To tap into the excitement of the 6th International Reporting 3.0 Conference, the next four releases will explain each of the four Conference tracks. First, let us examine The Village track, devoted to the primary Keynote Presenters and Panels. The Conference will convene 17/18 June 2019 in the ultra-modern Erasmus Pavilion at Erasmus University in Rotterdam, the Netherlands.

To register for this dynamic Conference, click here.
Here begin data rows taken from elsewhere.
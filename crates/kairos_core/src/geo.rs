//! WKT <-> GeoJSON conversion for geometry values.

use geozero::geojson::GeoJson;
use geozero::wkt::Wkt;
use geozero::{ToJson, ToWkt};
use serde_json::Value as JsonValue;

use crate::{KairosError, KairosResult};

pub fn wkt_to_geojson(wkt: &str) -> KairosResult<JsonValue> {
    let json = Wkt(wkt)
        .to_json()
        .map_err(|err| KairosError::storage(format!("invalid stored geometry '{wkt}': {err}")))?;
    Ok(serde_json::from_str(&json)?)
}

pub fn geojson_to_wkt(geometry: &JsonValue) -> KairosResult<String> {
    let raw = geometry.to_string();
    GeoJson(&raw)
        .to_wkt()
        .map_err(|err| KairosError::bad_request(format!("invalid GeoJSON geometry: {err}")))
}

/// Accepts a GeoJSON geometry object or a WKT string and returns WKT.
pub fn normalize_geometry(value: &JsonValue) -> KairosResult<String> {
    match value {
        JsonValue::Object(_) => geojson_to_wkt(value),
        JsonValue::String(wkt) => {
            // Re-encode to reject malformed WKT at write time.
            wkt_to_geojson(wkt)
                .map_err(|_| KairosError::bad_request(format!("invalid WKT geometry '{wkt}'")))?;
            Ok(wkt.clone())
        }
        _ => Err(KairosError::bad_request(
            "a geometry must be a GeoJSON object or a WKT string",
        )),
    }
}

#[cfg(test)]
mod tests {
    use serde_json::json;

    use super::*;

    #[test]
    fn converts_point_both_ways() {
        let wkt = geojson_to_wkt(&json!({ "type": "Point", "coordinates": [24.30623, 60.07966] }))
            .expect("to wkt");
        assert!(wkt.starts_with("POINT"));
        let geojson = wkt_to_geojson(&wkt).expect("to geojson");
        assert_eq!(geojson["type"], json!("Point"));
        assert_eq!(geojson["coordinates"], json!([24.30623, 60.07966]));
    }

    #[test]
    fn normalizes_wkt_strings() {
        let wkt = normalize_geometry(&json!("POINT(1 2)")).expect("wkt");
        assert_eq!(wkt, "POINT(1 2)");
        assert!(normalize_geometry(&json!("POINT(")).is_err());
        assert!(normalize_geometry(&json!(12)).is_err());
    }
}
The Program for the Conference is based on the metaphor of a mountain climb -- which begins and ends at the village commons. Hence the name for the Conference's first track: The Village. This is where everyone gathers to set the fundamental foundations of understanding of the Context for Thriveable Transformation (the Conference tagline) -- through a series of interactive Keynote Presentations and Panels. Each of these Plenary Sessions features Keynote Presentations followed by discussion amongst the Panelists facilitated by r3.0 Senior Director Bill Baue and/or Managing Director Ralph Thurm, then open up to interactive dialogue with the audience in Q&A mode.

The Village: Session One

Eosta CEO Volkert Engelsman kicks off the Conference with a Keynote on the shift from the necessary is impossible to the impossible is necessary (riffing on Tom Friedman from his latest book Thank You for Being Late) – addressing the magnitude of transformation needed. In particular, Engelsman will focus on the role of True Cost Accounting in achieving truly sustainable food systems.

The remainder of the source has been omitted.